What to do: Go through the data and copy each line that holds "crate".

Extracted material:
use thiserror::Error;

#[derive(Error, Debug, Clone, PartialEq)]
pub enum ParseError {
    #[error("{location}: unrecognized token `{text}`")]
    InvalidToken { location: String, text: String },
    #[error("{location}: invalid integer literal `{text}`")]
    InvalidInt { location: String, text: String },
    #[error("{location}: unknown escape `\\{escape}` in string literal")]
    InvalidEscape { location: String, escape: char },
    #[error("{location}: unbalanced `)`")]
    Unbalanced { location: String },
    #[error("{location}: `(` is never closed ({depth} open at end of input)")]
    UnclosedParen { location: String, depth: usize },
    #[error("{location}: malformed `{form}`: {reason}")]
    Malformed { location: String, form: String, reason: String },
}

pub type Result<T> = std::result::Result<T, ParseError>;
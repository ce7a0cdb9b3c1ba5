use crate::{
    builtin,
    err::*,
    jump::JumpRecord,
    promise::{Binding, LazyPolicy},
    syntax::*,
};
use bounce_statics::Transformed;
use std::{
    cell::{Cell, RefCell},
    io::Write,
    rc::Rc,
};

pub struct Runtime {
    pub(crate) program: Rc<Transformed>,
    globals: Env,
    pub(crate) output: Box<dyn Write>,
    /// extents of activations that captured inside the innermost running trampoline
    pub(crate) extents: Vec<Extent>,
    pub(crate) next_tag: usize,
}

/// Evaluation state of one activation.
pub struct Frame {
    pub env: Env,
    /// under the call-by-need policy
    pub lazy: bool,
    /// handed to continuations captured here; allocated on the first capture
    pub extent: Option<Extent>,
}

impl Frame {
    pub fn toplevel() -> Self {
        Frame { env: Env::new(), lazy: false, extent: None }
    }
}

pub(crate) fn literal(lit: &Literal) -> Value {
    match lit {
        | Literal::Unit => Value::Unit,
        | Literal::Bool(b) => Value::Bool(*b),
        | Literal::Int(i) => Value::Int(*i),
        | Literal::Str(s) => Value::str(s),
    }
}

pub(crate) fn callable(value: Value) -> Result<Rc<Callable>> {
    match value {
        | Value::Func(func) => Ok(func),
        | value => Err(EvalError::NotCallable(value.type_name())),
    }
}

impl Runtime {
    pub fn new(program: Transformed, output: Box<dyn Write>) -> Self {
        let mut runtime = Runtime {
            program: Rc::new(program),
            globals: Env::new(),
            output,
            extents: Vec::new(),
            next_tag: 0,
        };
        builtin::install(&mut runtime);
        runtime
    }

    pub fn program(&self) -> &Transformed {
        &self.program
    }

    /// Bind or rebind a global.
    pub fn define(&mut self, name: impl Into<VarName>, value: Value) {
        let name = name.into();
        match self.globals.get(&name) {
            | Some(slot) => *slot.borrow_mut() = value,
            | None => {
                self.globals.insert(name, Rc::new(RefCell::new(value)));
            }
        }
    }

    pub fn global(&self, name: &str) -> Option<Value> {
        self.globals.get(&VarName::from(name)).map(|slot| slot.borrow().clone())
    }

    /// Run every toplevel form; the value of the last bare expression is returned.
    pub fn run(&mut self) -> Result<Value> {
        let program = self.program.clone();
        let mut last = Value::Unit;
        for top in &program.program.top {
            match top {
                | Toplevel::Define(name, expr) => {
                    let value = self.toplevel(expr)?;
                    log::trace!("defined `{}`", name);
                    self.define(name.clone(), value);
                }
                | Toplevel::Exec(expr) => {
                    let value = self.toplevel(expr)?;
                    last = self.force(value)?;
                }
            }
        }
        Ok(last)
    }

    fn toplevel(&mut self, expr: &ExprId) -> Result<Value> {
        self.guarded(|rt| rt.eval(expr, &mut Frame::toplevel()))
    }

    /// Run `f`; if it fails, every continuation captured by activations it
    /// entered becomes invalid.
    pub(crate) fn guarded<T>(&mut self, f: impl FnOnce(&mut Self) -> Result<T>) -> Result<T> {
        let mark = self.extents.len();
        let result = f(self);
        if let Err(err) = &result {
            if !err.is_escape() {
                for extent in &self.extents[mark..] {
                    extent.set(false);
                }
            }
        }
        self.extents.truncate(mark);
        result
    }

    pub(crate) fn new_extent(&mut self) -> Extent {
        let extent = Rc::new(Cell::new(true));
        self.extents.push(extent.clone());
        extent
    }

    /* -------------------------------- Variables ------------------------------- */

    fn slot(&self, name: &VarName, frame: &Frame) -> Result<Slot> {
        frame
            .env
            .get(name)
            .or_else(|| self.globals.get(name))
            .cloned()
            .ok_or_else(|| EvalError::Unbound(name.clone()))
    }

    fn lookup(&self, name: &VarName, frame: &Frame) -> Result<Value> {
        Ok(self.slot(name, frame)?.borrow().clone())
    }

    /* ------------------------------- Expressions ------------------------------ */

    pub fn eval(&mut self, expr: &ExprId, frame: &mut Frame) -> Result<Value> {
        let program = self.program.clone();
        match &program.program.exprs[expr] {
            | Expr::Lit(lit) => Ok(literal(lit)),
            | Expr::Var(name) => {
                let value = self.lookup(name, frame)?;
                if frame.lazy { self.force(value) } else { Ok(value) }
            }
            | Expr::Fn(func) => self.closure(func, frame),
            | Expr::Call(Call { func, args, kwargs }) => {
                let callee = callable(self.eval_forced(func, frame)?)?;
                let policy = match frame.lazy && callee.is_lazy() {
                    | true => LazyPolicy::for_binding(Binding::NewName),
                    | false => LazyPolicy::Strict,
                };
                let args = self.operands(args, frame, policy)?;
                let kwargs = self.keywords(kwargs, frame, policy)?;
                self.apply(&callee, args, kwargs)
            }
            | Expr::If(If { arms, alt }) => {
                for Arm { cond, body } in arms {
                    if self.eval_forced(cond, frame)?.truthy() {
                        return self.eval(body, frame);
                    }
                }
                match alt {
                    | Some(alt) => self.eval(alt, frame),
                    | None => Ok(Value::Unit),
                }
            }
            | Expr::Short(ShortCircuit { op, operands }) => {
                let mut value = Value::Bool(*op == BoolOp::And);
                for operand in operands {
                    value = self.eval_forced(operand, frame)?;
                    let done = match op {
                        | BoolOp::And => !value.truthy(),
                        | BoolOp::Or => value.truthy(),
                    };
                    if done {
                        break;
                    }
                }
                Ok(value)
            }
            | Expr::Seq(items) => {
                let saved = frame.env.clone();
                let mut result = Ok(Value::Unit);
                for item in items {
                    result = self.eval(item, frame);
                    if result.is_err() {
                        break;
                    }
                }
                frame.env = saved;
                result
            }
            | Expr::Let(Let { binder, bindee }) => {
                let slot = Rc::new(RefCell::new(Value::Unit));
                if let Expr::Fn(_) = &program.program.exprs[bindee] {
                    // visible to the function itself
                    frame.env.insert(binder.clone(), slot.clone());
                    *slot.borrow_mut() = self.eval(bindee, frame)?;
                } else {
                    let policy = LazyPolicy::for_binding(Binding::NewName);
                    *slot.borrow_mut() = self.operand(bindee, frame, policy)?;
                    frame.env.insert(binder.clone(), slot);
                }
                Ok(Value::Unit)
            }
            | Expr::Set(Set { binder, bindee }) => {
                let policy = LazyPolicy::for_binding(Binding::Reassign);
                let value = self.operand(bindee, frame, policy)?;
                *self.slot(binder, frame)?.borrow_mut() = value;
                Ok(Value::Unit)
            }
            | Expr::While(While { cond, body }) => {
                while self.eval_forced(cond, frame)?.truthy() {
                    self.eval(body, frame)?;
                }
                Ok(Value::Unit)
            }
            | Expr::Jump(Jump { func, args, kwargs, cc }) => {
                let target = callable(self.eval_forced(func, frame)?)?;
                // the trampoline decides what to force
                let args = self.operands(args, frame, LazyPolicy::Delay)?;
                let kwargs = self.keywords(kwargs, frame, LazyPolicy::Delay)?;
                let cc = match cc {
                    | Some(cc) => Some(self.eval_forced(cc, frame)?),
                    | None => None,
                };
                Ok(JumpRecord::new(target, args, kwargs, cc).value())
            }
            | Expr::Capture(_) => {
                Err(EvalError::Unsupported("`capture` outside of a `continuations` block"))
            }
        }
    }

    fn eval_forced(&mut self, expr: &ExprId, frame: &mut Frame) -> Result<Value> {
        let value = self.eval(expr, frame)?;
        self.force(value)
    }

    /// Evaluate an argument-like position. Outside lazy bodies everything is
    /// evaluated as is.
    fn operand(&mut self, expr: &ExprId, frame: &mut Frame, policy: LazyPolicy) -> Result<Value> {
        if !frame.lazy {
            return self.eval(expr, frame);
        }
        match policy {
            | LazyPolicy::Strict => self.eval_forced(expr, frame),
            | LazyPolicy::Delay => self.delayed(expr, frame),
        }
    }

    fn operands(
        &mut self, exprs: &[ExprId], frame: &mut Frame, policy: LazyPolicy,
    ) -> Result<Vec<Value>> {
        exprs.iter().map(|expr| self.operand(expr, frame, policy)).collect()
    }

    fn keywords(
        &mut self, kwargs: &[(VarName, ExprId)], frame: &mut Frame, policy: LazyPolicy,
    ) -> Result<Kwargs> {
        let mut values = Vec::with_capacity(kwargs.len());
        for (name, expr) in kwargs {
            values.push((name.clone(), self.operand(expr, frame, policy)?));
        }
        Ok(values)
    }

    /// Names are passed through unforced; other atoms are cheap enough to
    /// evaluate right away.
    fn delayed(&mut self, expr: &ExprId, frame: &mut Frame) -> Result<Value> {
        let program = self.program.clone();
        match &program.program.exprs[expr] {
            | Expr::Var(name) => self.lookup(name, frame),
            | Expr::Lit(_) | Expr::Fn(_) => self.eval(expr, frame),
            | _ => {
                let (expr, env) = (*expr, frame.env.clone());
                Ok(Runtime::delay(move |rt| {
                    // argument expressions never capture
                    let mut frame = Frame { env: env.clone(), lazy: true, extent: None };
                    rt.eval(&expr, &mut frame)
                }))
            }
        }
    }

    fn closure(&mut self, func: &FnId, frame: &mut Frame) -> Result<Value> {
        let program = self.program.clone();
        let def = &program.program.fns[func];
        let closure = Closure { func: *func, env: frame.env.clone() };
        let callable = match def.kind {
            | FnKind::Plain => decorate(Callable::Closure(closure), program.decorations_of(func)),
            | FnKind::Continuation => {
                let extent = match frame.extent.clone() {
                    | Some(extent) => extent,
                    | None => {
                        let extent = self.new_extent();
                        frame.extent = Some(extent.clone());
                        extent
                    }
                };
                let lazy = def.regions.lazy;
                let cont = Callable::Continuation(Continuation { closure, extent, lazy });
                log::debug!("captured continuation {}", func.concise());
                let variant = if lazy { Variant::PromiseAware } else { Variant::Strict };
                Rc::new(Callable::Trampolined { inner: Rc::new(cont), variant })
            }
        };
        Ok(Value::Func(callable))
    }

    /// Bind arguments to the parameters of `closure` and run its body.
    pub(crate) fn enter(
        &mut self, closure: &Closure, args: Vec<Value>, kwargs: Kwargs,
    ) -> Result<Value> {
        let program = self.program.clone();
        let def = &program.program.fns[&closure.func];
        let label = || match &def.name {
            | Some(name) => name.plain().to_string(),
            | None => format!("fn {}", closure.func.concise()),
        };
        if args.len() > def.params.len() {
            Err(EvalError::Arity { func: label(), expected: def.params.len(), found: args.len() })?
        }
        let mut bound: Vec<Option<Value>> = vec![None; def.params.len()];
        for (i, arg) in args.into_iter().enumerate() {
            bound[i] = Some(arg);
        }
        for (keyword, arg) in kwargs {
            match def.params.iter().position(|param| param == &keyword) {
                | Some(i) => bound[i] = Some(arg),
                | None => Err(EvalError::UnexpectedKeyword { func: label(), keyword })?,
            }
        }
        let mut env = closure.env.clone();
        for (param, value) in def.params.iter().zip(bound) {
            let value = value
                .ok_or_else(|| EvalError::MissingArgument { func: label(), param: param.clone() })?;
            env.insert(param.clone(), Rc::new(RefCell::new(value)));
        }
        let mut frame = Frame { env, lazy: program.is_lazy(&closure.func), extent: None };
        self.eval(&def.body, &mut frame)
    }
}

/// Wrap `base` with `kinds`, given outermost first.
pub fn decorate(base: Callable, kinds: &[bounce_statics::DecoratorKind]) -> Rc<Callable> {
    use bounce_statics::DecoratorKind as Kind;
    let mut callable = Rc::new(base);
    for kind in kinds.iter().rev() {
        callable = Rc::new(match kind {
            | Kind::Memoize => Callable::Memoized { inner: callable, cache: Default::default() },
            | Kind::Trampolined => {
                let variant = Variant::of(&callable);
                Callable::Trampolined { inner: callable, variant }
            }
            | Kind::Looped => Callable::Looped { inner: callable },
            | Kind::CallEc => Callable::EscapePoint { inner: callable },
            | Kind::Continuations => Callable::ContEnabled { inner: callable },
            | Kind::Lazy => Callable::LazyFn { inner: callable },
        });
    }
    callable
}
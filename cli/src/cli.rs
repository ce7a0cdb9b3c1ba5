use clap::{Parser, Subcommand};
use std::path::PathBuf;

#[derive(Parser)]
#[command(version, about, long_about = None)]
pub struct Cli {
    #[command(subcommand)]
    pub command: Commands,
}

#[derive(Subcommand)]
pub enum Commands {
    /// Run bounce programs
    Run {
        /// Paths to the files to run, in order
        #[arg(value_name = "FILE", required = true)]
        files: Vec<PathBuf>,
        /// Configuration file (defaults to ./bounce.toml)
        #[arg(long)]
        conf: Option<PathBuf>,
        /// Level of verbosity
        #[arg(short, long, default_value_t = false)]
        verbose: bool,
    },
    /// Parse and transform bounce programs without running them
    Check {
        /// Paths to the files to check
        #[arg(value_name = "FILE", required = true)]
        files: Vec<PathBuf>,
        /// Configuration file (defaults to ./bounce.toml)
        #[arg(long)]
        conf: Option<PathBuf>,
        /// Level of verbosity
        #[arg(short, long, default_value_t = false)]
        verbose: bool,
    },
    /// Print a program after transformation
    Dump {
        /// Path to the file to dump
        #[arg(value_name = "FILE")]
        file: PathBuf,
        /// Lay the program out for this width instead of one form per line
        #[arg(short, long)]
        width: Option<usize>,
        /// Configuration file (defaults to ./bounce.toml)
        #[arg(long)]
        conf: Option<PathBuf>,
        /// Level of verbosity
        #[arg(short, long, default_value_t = false)]
        verbose: bool,
    },
}
mod cli;

use bounce_driver::{Driver, Result, dump};
use clap::Parser;
use cli::{Cli, Commands};
use colored::Colorize;
use std::{io, path::Path, process::ExitCode};

fn init_logger(verbose: bool) {
    let level = if verbose { "debug" } else { "warn" };
    env_logger::Builder::from_env(env_logger::Env::default().default_filter_or(level)).init();
}

fn driver(conf: Option<&Path>, verbose: bool) -> Result<Driver> {
    init_logger(verbose);
    Driver::discover(conf)
}

fn run(cli: Cli) -> Result<()> {
    match cli.command {
        | Commands::Run { files, conf, verbose } => {
            let driver = driver(conf.as_deref(), verbose)?;
            for file in files {
                driver.run_file(&file, Box::new(io::stdout()))?;
            }
        }
        | Commands::Check { files, conf, verbose } => {
            let driver = driver(conf.as_deref(), verbose)?;
            for file in files {
                driver.check_file(&file)?;
                println!("{} {}", "ok".green(), file.display());
            }
        }
        | Commands::Dump { file, width, conf, verbose } => {
            let driver = driver(conf.as_deref(), verbose)?;
            print!("{}", dump(&driver.check_file(&file)?, width));
        }
    }
    Ok(())
}

fn main() -> ExitCode {
    match run(Cli::parse()) {
        | Ok(()) => ExitCode::SUCCESS,
        | Err(err) => {
            eprintln!("{} {}", "error:".red().bold(), err);
            ExitCode::FAILURE
        }
    }
}
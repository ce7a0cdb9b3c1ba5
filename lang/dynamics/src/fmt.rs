use crate::syntax::*;
use std::fmt;

/// Strings quoted, as they appear inside containers.
pub struct Repr<'a>(pub &'a Value);

fn items(f: &mut fmt::Formatter<'_>, head: &str, items: &[Value]) -> fmt::Result {
    write!(f, "({}", head)?;
    for item in items {
        write!(f, " {}", Repr(item))?;
    }
    write!(f, ")")
}

impl fmt::Display for Repr<'_> {
    fn fmt(&self, f: &mut fmt::Formatter<'_>) -> fmt::Result {
        match self.0 {
            | Value::Str(s) => write!(f, "{:?}", s),
            | value => write!(f, "{}", value),
        }
    }
}

impl fmt::Display for Value {
    fn fmt(&self, f: &mut fmt::Formatter<'_>) -> fmt::Result {
        match self {
            | Value::Unit => write!(f, "nil"),
            | Value::Bool(true) => write!(f, "#t"),
            | Value::Bool(false) => write!(f, "#f"),
            | Value::Int(i) => write!(f, "{}", i),
            | Value::Str(s) => write!(f, "{}", s),
            | Value::Tuple(values) => items(f, "tuple", values),
            | Value::List(values) => match values.try_borrow() {
                | Ok(values) => items(f, "list", &values),
                | Err(_) => write!(f, "(list ...)"),
            },
            | Value::Func(func) => write!(f, "{:?}", func),
            | Value::Jump(_) => write!(f, "<jump>"),
            | Value::Promise(_) => write!(f, "<promise>"),
        }
    }
}

impl fmt::Debug for Value {
    fn fmt(&self, f: &mut fmt::Formatter<'_>) -> fmt::Result {
        write!(f, "{}", Repr(self))
    }
}

impl fmt::Debug for Callable {
    fn fmt(&self, f: &mut fmt::Formatter<'_>) -> fmt::Result {
        match self {
            | Callable::Closure(Closure { func, .. }) => write!(f, "<fn {}>", func.concise()),
            | Callable::Native(Native { name, .. }) => write!(f, "<native {}>", name),
            | Callable::LoopHandle { .. } => write!(f, "<loop>"),
            | Callable::Escape { .. } => write!(f, "<ec>"),
            | Callable::Continuation(_) => write!(f, "<continuation>"),
            | Callable::Identity => write!(f, "<identity>"),
            | wrapper => match wrapper.inner() {
                | Some(inner) => write!(f, "{:?}", inner),
                | None => write!(f, "<callable>"),
            },
        }
    }
}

Exercise solution:
use crate::{
    pub(crate) program: Rc<Transformed>,
    pub(crate) output: Box<dyn Write>,
    pub(crate) extents: Vec<Extent>,
    pub(crate) next_tag: usize,
pub(crate) fn literal(lit: &Literal) -> Value {
pub(crate) fn callable(value: Value) -> Result<Rc<Callable>> {
    pub(crate) fn guarded<T>(&mut self, f: impl FnOnce(&mut Self) -> Result<T>) -> Result<T> {
    pub(crate) fn new_extent(&mut self) -> Extent {
    pub(crate) fn enter(
use crate::syntax::*;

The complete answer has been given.